Your objective
In the data below, find every line with the word "GenreIndex" and copy it out.

Materials provided
__________

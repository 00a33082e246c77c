use crate::domain::{GenreId, MovieId};
use chrono::NaiveDate;
use serde::{Deserialize, Deserializer, Serialize};

/// A catalogue entry as returned by the top-rated listing.
///
/// Numeric fields stay optional so a record missing its rating round-trips
/// through the cache unchanged; comparisons read them through the accessors,
/// which substitute zero.
#[derive(Debug, Clone, PartialEq, Serialize, Deserialize)]
pub struct Movie {
    pub id: MovieId,
    #[serde(default, deserialize_with = "null_as_default")]
    pub title: String,
    #[serde(default, deserialize_with = "null_as_default")]
    pub original_title: String,
    #[serde(default, deserialize_with = "null_as_default")]
    pub overview: String,
    #[serde(default)]
    pub poster_path: Option<String>,
    #[serde(default, deserialize_with = "null_as_default")]
    pub release_date: String,
    #[serde(default)]
    pub vote_average: Option<f64>,
    #[serde(default)]
    pub popularity: Option<f64>,
    #[serde(default)]
    pub vote_count: Option<i64>,
    #[serde(default, deserialize_with = "null_as_default")]
    pub genre_ids: Vec<GenreId>,
}

impl Movie {
    #[must_use]
    pub fn rating(&self) -> f64 {
        self.vote_average.unwrap_or_default()
    }

    #[must_use]
    pub fn votes(&self) -> i64 {
        self.vote_count.unwrap_or_default()
    }

    /// Four-digit release year, if the release date carries one.
    #[must_use]
    pub fn release_year(&self) -> Option<&str> {
        self.release_date
            .get(..4)
            .filter(|year| year.chars().all(|c| c.is_ascii_digit()))
    }
}

#[derive(Debug, Clone, PartialEq, Eq, Serialize, Deserialize)]
pub struct Genre {
    pub id: GenreId,
    pub name: String,
}

/// Full record from the single-movie endpoint.
#[derive(Debug, Clone, PartialEq, Deserialize)]
pub struct MovieDetails {
    pub id: MovieId,
    #[serde(default, deserialize_with = "null_as_default")]
    pub title: String,
    #[serde(default)]
    pub tagline: Option<String>,
    #[serde(default)]
    pub overview: Option<String>,
    #[serde(default)]
    pub runtime: Option<u32>,
    #[serde(default)]
    pub release_date: Option<String>,
    #[serde(default)]
    pub vote_average: Option<f64>,
    #[serde(default, deserialize_with = "null_as_default")]
    pub genres: Vec<Genre>,
    #[serde(default)]
    pub poster_path: Option<String>,
}

impl MovieDetails {
    /// Rating with one decimal, or `N/A` when absent.
    #[must_use]
    pub fn rating_label(&self) -> String {
        self.vote_average
            .map_or_else(|| "N/A".to_string(), |v| format!("{v:.1}"))
    }

    #[must_use]
    pub fn runtime_label(&self) -> String {
        format_runtime(self.runtime)
    }

    #[must_use]
    pub fn release_label(&self) -> String {
        format_release_date(self.release_date.as_deref().unwrap_or_default())
    }

    /// Non-empty tagline, if any.
    #[must_use]
    pub fn tagline(&self) -> Option<&str> {
        self.tagline.as_deref().filter(|t| !t.trim().is_empty())
    }
}

/// Formats a runtime in minutes as `2h 22m`, `45m`, or `N/A`.
#[must_use]
pub fn format_runtime(minutes: Option<u32>) -> String {
    match minutes {
        None | Some(0) => "N/A".to_string(),
        Some(total) => {
            let hours = total / 60;
            let mins = total % 60;
            if hours > 0 {
                format!("{hours}h {mins}m")
            } else {
                format!("{mins}m")
            }
        }
    }
}

/// Formats an ISO `YYYY-MM-DD` date as `September 23, 1994`.
#[must_use]
pub fn format_release_date(date: &str) -> String {
    NaiveDate::parse_from_str(date.trim(), "%Y-%m-%d")
        .map_or_else(|_| "N/A".to_string(), |d| d.format("%B %-d, %Y").to_string())
}

/// Joins an image base URL, a size bucket (`w500`, `original`) and a poster path.
#[must_use]
pub fn poster_url(image_base_url: &str, size: &str, poster_path: Option<&str>) -> Option<String> {
    let path = poster_path.filter(|p| !p.is_empty())?;
    let base = image_base_url.trim_end_matches('/');
    if path.starts_with('/') {
        Some(format!("{base}/{size}{path}"))
    } else {
        Some(format!("{base}/{size}/{path}"))
    }
}

fn null_as_default<'de, D, T>(deserializer: D) -> Result<T, D::Error>
where
    D: Deserializer<'de>,
    T: Default + Deserialize<'de>,
{
    Ok(Option::<T>::deserialize(deserializer)?.unwrap_or_default())
}
use super::top::format_row;
use crate::domain::{SortKey, SortOrder};
use crate::services::{GenreIndex, QueryOptions, run_query};
use crate::state::AppState;

pub async fn cmd_search(
    state: &AppState,
    query: &str,
    sort: Option<SortKey>,
    order: Option<SortOrder>,
) -> anyhow::Result<()> {
    let options = QueryOptions::new(
        sort.unwrap_or(state.config.search.default_sort),
        order.unwrap_or(state.config.search.default_order),
    );

    let movies = state.catalogue.fetch_top_movies().await?;
    let results = run_query(&movies, query, options);

    if results.is_empty() {
        println!("No movies found matching '{query}'");
        return Ok(());
    }

    let genres = GenreIndex::new(&state.genres.fetch_genres().await?);

    println!(
        "Search Results for '{query}' (by {}, {})",
        options.sort_key, options.sort_order
    );
    println!("{:-<70}", "");
    for movie in &results {
        println!("• {}", format_row(movie, Some(&genres)));
    }

    Ok(())
}
//! Live search over stdin.
//!
//! Each line replaces the whole search box. Lines starting with `:sort`
//! change the ordering, e.g. `:sort rank desc`.

use anyhow::Context;
use std::sync::Arc;
use tokio::io::{AsyncBufReadExt, BufReader};

use super::top::format_row;
use crate::services::{Committed, QueryOptions, SearchPipeline};
use crate::state::AppState;

pub async fn cmd_interactive(state: &AppState) -> anyhow::Result<()> {
    let movies = state.catalogue.fetch_top_movies().await?;
    let search = &state.config.search;
    let mut options = QueryOptions::new(search.default_sort, search.default_order);

    println!(
        "Searching {} movies. Type to search, ':sort <title|rank> [asc|desc]' to reorder.",
        movies.len()
    );

    let pipeline = SearchPipeline::spawn(Arc::new(movies), options, search.debounce());
    let mut committed = pipeline.subscribe();
    let mut lines = BufReader::new(tokio::io::stdin()).lines();
    let mut printed = 0;

    loop {
        tokio::select! {
            line = lines.next_line() => {
                let Some(line) = line.context("Failed to read from stdin")? else {
                    break;
                };
                if let Some(args) = line.strip_prefix(":sort") {
                    match parse_sort(args, options) {
                        Ok(updated) => {
                            options = updated;
                            pipeline.set_options(options);
                        }
                        Err(e) => println!("{e}"),
                    }
                } else {
                    pipeline.input(line);
                }
            }
            changed = committed.changed() => {
                if changed.is_err() {
                    break;
                }
                let current = committed.borrow_and_update().clone();
                print_committed(&current);
                printed = current.revision;
            }
        }
    }

    let last = pipeline.raw();
    let current = committed
        .wait_for(|c| c.search == last && c.options == options)
        .await
        .context("Search pipeline stopped")?
        .clone();
    if current.revision > printed {
        print_committed(&current);
    }

    Ok(())
}

fn parse_sort(args: &str, current: QueryOptions) -> Result<QueryOptions, String> {
    let mut parts = args.split_whitespace();
    let sort_key = match parts.next() {
        Some(key) => key.parse()?,
        None => return Err("Usage: :sort <title|rank> [asc|desc]".to_string()),
    };
    let sort_order = match parts.next() {
        Some(order) => order.parse()?,
        None => current.sort_order,
    };
    Ok(QueryOptions::new(sort_key, sort_order))
}

fn print_committed(committed: &Committed) {
    if committed.search.trim().is_empty() {
        return;
    }
    println!(
        "{} result(s) for '{}' (by {}, {})",
        committed.results.len(),
        committed.search.trim(),
        committed.options.sort_key,
        committed.options.sort_order
    );
    for movie in committed.results.iter() {
        println!("  • {}", format_row(movie, None));
    }
}

#[cfg(test)]
mod tests {
    use super::*;
    use crate::domain::{SortKey, SortOrder};

    #[test]
    fn sort_command_keeps_order_when_omitted() {
        let current = QueryOptions::new(SortKey::Title, SortOrder::Descending);
        assert_eq!(
            parse_sort(" rank", current).unwrap(),
            QueryOptions::new(SortKey::Rank, SortOrder::Descending)
        );
        assert_eq!(
            parse_sort(" title asc", current).unwrap(),
            QueryOptions::new(SortKey::Title, SortOrder::Ascending)
        );
    }

    #[test]
    fn sort_command_rejects_bad_input() {
        let current = QueryOptions::default();
        assert!(parse_sort("", current).is_err());
        assert!(parse_sort(" year", current).is_err());
        assert!(parse_sort(" rank sideways", current).is_err());
    }
}
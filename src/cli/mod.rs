//! CLI module - Command-line interface for Cinelist
//!
//! This module provides a structured CLI using clap for argument parsing.

mod commands;

use clap::{Parser, Subcommand};

use crate::domain::{SortKey, SortOrder};

/// Cinelist - Top-rated movie catalogue
/// Browse, search and inspect the top-rated movie list
#[derive(Parser)]
#[command(name = "cinelist")]
#[command(author, version, about, long_about = None)]
pub struct Cli {
    #[command(subcommand)]
    pub command: Option<Commands>,
}

#[derive(Subcommand)]
pub enum Commands {
    /// List the top-rated catalogue
    #[command(alias = "t")]
    Top {
        /// Ignore the cached copy and fetch again
        #[arg(long)]
        refresh: bool,
        /// Only show movies tagged with this genre name
        #[arg(long, short)]
        genre: Option<String>,
        /// Number of entries to show
        #[arg(long, short)]
        limit: Option<usize>,
    },

    /// List movie genres
    #[command(alias = "g")]
    Genres {
        /// Ignore the cached copy and fetch again
        #[arg(long)]
        refresh: bool,
    },

    /// Search the cached catalogue by title
    #[command(alias = "s")]
    Search {
        /// Search text
        #[arg(required = true)]
        query: Vec<String>,
        /// Sort field: title or rank
        #[arg(long)]
        sort: Option<SortKey>,
        /// Sort direction: asc or desc
        #[arg(long)]
        order: Option<SortOrder>,
    },

    /// Show details for a movie
    #[command(alias = "i", alias = "info")]
    Details {
        /// Movie ID
        id: i64,
    },

    /// Live search reading one search-box value per stdin line
    Interactive,

    /// Manage the config file
    Config {
        #[command(subcommand)]
        command: ConfigCommands,
    },
}

#[derive(Subcommand)]
pub enum ConfigCommands {
    /// Create default config file
    Init,
    /// Print the effective configuration
    Show,
}

pub use commands::*;
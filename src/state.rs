use std::sync::Arc;

use crate::clients::TmdbClient;
use crate::config::Config;
use crate::db::{CacheRepository, FileStore, KeyValueStore};
use crate::services::{CatalogueService, DetailsService, GenreService};

/// Services shared by every command, built once from the loaded config.
#[derive(Clone)]
pub struct AppState {
    pub config: Arc<Config>,

    pub catalogue: CatalogueService,

    pub genres: GenreService,

    pub details: DetailsService,
}

impl AppState {
    pub fn new(config: Config) -> anyhow::Result<Self> {
        let store = FileStore::open(&config.general.cache_dir)?;
        Self::with_store(config, Arc::new(store))
    }

    /// Builds the services over an explicit store, used by tests.
    pub fn with_store(config: Config, store: Arc<dyn KeyValueStore>) -> anyhow::Result<Self> {
        let client = TmdbClient::from_config(&config.tmdb, &config.retry)?;
        Ok(Self::from_parts(config, client, store))
    }

    #[must_use]
    pub fn from_parts(config: Config, client: TmdbClient, store: Arc<dyn KeyValueStore>) -> Self {
        let cache = CacheRepository::new(store).with_ttl(config.catalogue.cache_ttl());

        let catalogue = CatalogueService::new(client.clone(), cache.clone(), &config.catalogue);
        let genres = GenreService::new(client.clone(), cache);
        let details = DetailsService::new(client, catalogue.clone());

        Self {
            config: Arc::new(config),
            catalogue,
            genres,
            details,
        }
    }
}
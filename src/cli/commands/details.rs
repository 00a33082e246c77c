//! Movie details command handler

use crate::domain::MovieId;
use crate::models::poster_url;
use crate::services::FetchState;
use crate::state::AppState;

pub async fn cmd_details(state: &AppState, id: i64) -> anyhow::Result<()> {
    let id = MovieId::new(id);

    let details = match state.details.load(id).await {
        FetchState::Ready(details) => details,
        FetchState::Failed(message) => {
            anyhow::bail!("Could not load movie {id}: {message}")
        }
        FetchState::Loading => return Ok(()),
    };

    println!("{}", details.title);
    if let Some(tagline) = details.tagline() {
        println!("  \"{tagline}\"");
    }
    println!("{:-<60}", "");
    println!("Released: {}", details.release_label());
    println!("Runtime:  {}", details.runtime_label());
    println!("Rating:   {}", details.rating_label());

    if !details.genres.is_empty() {
        let names: Vec<&str> = details.genres.iter().map(|g| g.name.as_str()).collect();
        println!("Genres:   {}", names.join(", "));
    }

    if let Some(url) = poster_url(
        &state.config.tmdb.image_base_url,
        "w500",
        details.poster_path.as_deref(),
    ) {
        println!("Poster:   {url}");
    }

    if let Some(overview) = details.overview.as_deref().filter(|o| !o.is_empty()) {
        println!();
        println!("{overview}");
    }

    let neighbors = state.details.neighbors(id);
    if neighbors.previous.is_some() || neighbors.next.is_some() {
        println!();
        if let Some(previous) = neighbors.previous {
            println!("Previous: cinelist details {previous}");
        }
        if let Some(next) = neighbors.next {
            println!("Next:     cinelist details {next}");
        }
    }

    Ok(())
}
use crate::config::Config;

pub fn cmd_config_init() -> anyhow::Result<()> {
    if Config::create_default_if_missing()? {
        println!(
            "Created default config at {}",
            Config::default_config_path().display()
        );
    } else {
        println!(
            "Config already exists at {}",
            Config::default_config_path().display()
        );
    }
    Ok(())
}

pub fn cmd_config_show(config: &Config) -> anyhow::Result<()> {
    let mut shown = config.clone();
    if shown.tmdb.api_key.is_some() {
        shown.tmdb.api_key = Some("********".to_string());
    }
    print!("{}", toml::to_string_pretty(&shown)?);
    Ok(())
}
#[cfg(test)]
mod tests {
    use super::*;
    use std::collections::VecDeque;
    use std::sync::Mutex;

    #[derive(Default)]
    struct ScriptedBackend {
        replies: Mutex<VecDeque<Result<ApiResponse, TmdbError>>>,
        seen: Mutex<Vec<ApiRequest>>,
    }

    impl ScriptedBackend {
        fn with(replies: Vec<Result<ApiResponse, TmdbError>>) -> Arc<Self> {
            Arc::new(Self {
                replies: Mutex::new(replies.into()),
                seen: Mutex::default(),
            })
        }

        fn requests(&self) -> Vec<ApiRequest> {
            self.seen.lock().unwrap().clone()
        }
    }

    #[async_trait]
    impl HttpBackend for ScriptedBackend {
        async fn send(&self, request: &ApiRequest) -> Result<ApiResponse, TmdbError> {
            self.seen.lock().unwrap().push(request.clone());
            self.replies
                .lock()
                .unwrap()
                .pop_front()
                .unwrap_or_else(|| Err(TmdbError::Network("script exhausted".to_string())))
        }
    }

    fn reply(status: u16, body: &str) -> Result<ApiResponse, TmdbError> {
        Ok(ApiResponse {
            status,
            body: body.to_string(),
        })
    }

    fn no_wait() -> RetryPolicy {
        RetryPolicy {
            max_retries: 1,
            backoff_min: Duration::ZERO,
            backoff_max: Duration::ZERO,
        }
    }

    fn client(backend: Arc<ScriptedBackend>) -> TmdbClient {
        TmdbClient::new(backend, ApiKeySource::inline("secret"), "en-US", no_wait())
    }

    #[tokio::test]
    async fn retries_once_after_server_error() {
        let backend = ScriptedBackend::with(vec![
            reply(503, "unavailable"),
            reply(200, r#"{"results": [{"id": 1, "title": "Heat"}]}"#),
        ]);
        let movies = client(backend.clone()).top_rated(1).await.unwrap();

        assert_eq!(movies.len(), 1);
        assert_eq!(movies[0].title, "Heat");
        let requests = backend.requests();
        assert_eq!(requests.len(), 2);
        assert_eq!(requests[0], requests[1]);
    }

    #[tokio::test]
    async fn page_without_results_decodes_as_empty() {
        let backend = ScriptedBackend::with(vec![
            reply(200, r#"{"page": 14, "total_pages": 13}"#),
            reply(200, r#"{"page": 15, "results": []}"#),
        ]);
        let client = client(backend);

        assert!(client.top_rated(14).await.unwrap().is_empty());
        assert!(client.top_rated(15).await.unwrap().is_empty());
    }

    #[tokio::test]
    async fn second_server_error_surfaces_status() {
        let backend = ScriptedBackend::with(vec![reply(503, "down"), reply(503, "still down")]);
        let err = client(backend.clone()).top_rated(1).await.unwrap_err();

        assert_eq!(err.status(), Some(503));
        assert!(err.is_transport());
        assert_eq!(backend.requests().len(), 2);
    }

    #[tokio::test]
    async fn rate_limit_is_retried() {
        let backend = ScriptedBackend::with(vec![
            reply(429, r#"{"status_message": "Too many requests"}"#),
            reply(200, r#"{"genres": [{"id": 18, "name": "Drama"}]}"#),
        ]);
        let genres = client(backend.clone()).genres().await.unwrap();

        assert_eq!(genres[0].name, "Drama");
        assert_eq!(backend.requests().len(), 2);
    }

    #[tokio::test]
    async fn client_errors_are_not_retried() {
        let backend = ScriptedBackend::with(vec![reply(
            404,
            r#"{"status_code": 34, "status_message": "The resource you requested could not be found."}"#,
        )]);
        let err = client(backend.clone())
            .movie_details(MovieId::new(9))
            .await
            .unwrap_err();

        assert_eq!(err.status(), Some(404));
        assert!(err.to_string().contains("could not be found"));
        assert_eq!(backend.requests().len(), 1);
    }

    #[tokio::test]
    async fn network_errors_are_not_retried() {
        let backend = ScriptedBackend::with(vec![
            Err(TmdbError::Network("connection reset".to_string())),
            reply(200, "{}"),
        ]);
        let err = client(backend.clone()).genres().await.unwrap_err();

        assert!(matches!(err, TmdbError::Network(_)));
        assert_eq!(backend.requests().len(), 1);
    }

    #[tokio::test]
    async fn missing_api_key_fails_before_network() {
        let backend = ScriptedBackend::with(vec![reply(200, "{}")]);
        let client = TmdbClient::new(
            backend.clone(),
            ApiKeySource::from_env("CINELIST_TEST_UNSET_API_KEY_VARIABLE"),
            "en-US",
            no_wait(),
        );

        let err = client.genres().await.unwrap_err();
        assert!(matches!(err, TmdbError::Configuration(_)));
        assert!(!err.is_transport());
        assert!(backend.requests().is_empty());
    }

    #[tokio::test]
    async fn default_parameters_are_injected() {
        let backend = ScriptedBackend::with(vec![reply(200, r#"{"results": []}"#)]);
        client(backend.clone()).top_rated(3).await.unwrap();

        let request = &backend.requests()[0];
        assert_eq!(request.method, Method::GET);
        assert_eq!(request.path, "/movie/top_rated");
        assert_eq!(request.param("page"), Some("3"));
        assert_eq!(request.param("language"), Some("en-US"));
        assert_eq!(request.param("api_key"), Some("secret"));
    }

    #[tokio::test]
    async fn malformed_body_is_a_decode_error() {
        let backend = ScriptedBackend::with(vec![reply(200, "<html>")]);
        let err = client(backend).genres().await.unwrap_err();
        assert!(matches!(err, TmdbError::Decode(_)));
    }

    #[test]
    fn backoff_stays_in_window() {
        let policy = RetryPolicy::default();
        for _ in 0..200 {
            let delay = policy.backoff();
            assert!(delay >= Duration::from_millis(600));
            assert!(delay < Duration::from_millis(1000));
        }
    }

    #[test]
    fn retryable_statuses() {
        let status = |status| TmdbError::Status {
            status,
            message: String::new(),
        };
        assert!(status(429).is_retryable());
        assert!(status(500).is_retryable());
        assert!(status(599).is_retryable());
        assert!(!status(404).is_retryable());
        assert!(!status(401).is_retryable());
        assert!(!TmdbError::Network("x".to_string()).is_retryable());
    }

    #[test]
    fn inline_key_wins_and_blank_is_absent() {
        assert_eq!(ApiKeySource::inline("k").resolve().as_deref(), Some("k"));
        assert_eq!(ApiKeySource::inline("  ").resolve(), None);
        assert_eq!(ApiKeySource::default().resolve(), None);
    }

    #[test]
    fn reqwest_backend_builds_query() {
        let backend =
            ReqwestBackend::new("https://api.themoviedb.org/3/", Duration::from_secs(8)).unwrap();
        let url = backend
            .url_for(&ApiRequest {
                method: Method::GET,
                path: "/movie/top_rated".to_string(),
                params: vec![
                    ("language".to_string(), "en-US".to_string()),
                    ("page".to_string(), "2".to_string()),
                ],
            })
            .unwrap();
        assert_eq!(
            url.as_str(),
            "https://api.themoviedb.org/3/movie/top_rated?language=en-US&page=2"
        );
    }
}
use std::collections::HashMap;
use tracing::{debug, info, warn};

use crate::clients::{TmdbClient, TmdbError};
use crate::db::repositories::{CacheRepository, GENRE_CACHE};
use crate::domain::GenreId;
use crate::models::{Genre, Movie};

#[derive(Clone)]
pub struct GenreService {
    client: TmdbClient,
    cache: CacheRepository,
}

impl GenreService {
    #[must_use]
    pub const fn new(client: TmdbClient, cache: CacheRepository) -> Self {
        Self { client, cache }
    }

    pub async fn fetch_genres(&self) -> Result<Vec<Genre>, TmdbError> {
        if let Some(cached) = self.cache.read::<Vec<Genre>>(GENRE_CACHE) {
            debug!(count = cached.len(), "Using cached genres");
            return Ok(cached);
        }

        self.refresh_genres().await
    }

    pub async fn refresh_genres(&self) -> Result<Vec<Genre>, TmdbError> {
        let genres = self.client.genres().await?;

        if let Err(e) = self.cache.write(GENRE_CACHE, &genres) {
            warn!(error = %e, "Failed to cache genres");
        }

        info!(count = genres.len(), "Fetched genre list");
        Ok(genres)
    }
}

/// Genre selection for the gallery view.
#[derive(Debug, Clone, Copy, PartialEq, Eq, Default)]
pub enum GenreFilter {
    #[default]
    All,
    Only(GenreId),
}

/// Movies tagged with the selected genre, in input order.
#[must_use]
pub fn filter_by_genre(movies: &[Movie], filter: GenreFilter) -> Vec<Movie> {
    match filter {
        GenreFilter::All => movies.to_vec(),
        GenreFilter::Only(id) => movies
            .iter()
            .filter(|m| m.genre_ids.contains(&id))
            .cloned()
            .collect(),
    }
}

/// Resolves genre ids to names at query time.
#[derive(Debug, Clone, Default)]
pub struct GenreIndex {
    names: HashMap<GenreId, String>,
}

impl GenreIndex {
    #[must_use]
    pub fn new(genres: &[Genre]) -> Self {
        Self {
            names: genres.iter().map(|g| (g.id, g.name.clone())).collect(),
        }
    }

    #[must_use]
    pub fn name(&self, id: GenreId) -> Option<&str> {
        self.names.get(&id).map(String::as_str)
    }

    /// Names for the movie's genres; unknown ids are skipped.
    #[must_use]
    pub fn names_for(&self, movie: &Movie) -> Vec<&str> {
        movie.genre_ids.iter().filter_map(|id| self.name(*id)).collect()
    }

    /// Case-insensitive lookup by name.
    #[must_use]
    pub fn find(&self, name: &str) -> Option<GenreId> {
        let wanted = name.trim().to_lowercase();
        self.names
            .iter()
            .find(|(_, n)| n.to_lowercase() == wanted)
            .map(|(id, _)| *id)
    }
}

__________

Answer to this exercise
use crate::services::{GenreIndex, QueryOptions, run_query};
    let genres = GenreIndex::new(&state.genres.fetch_genres().await?);
pub struct GenreIndex {
impl GenreIndex {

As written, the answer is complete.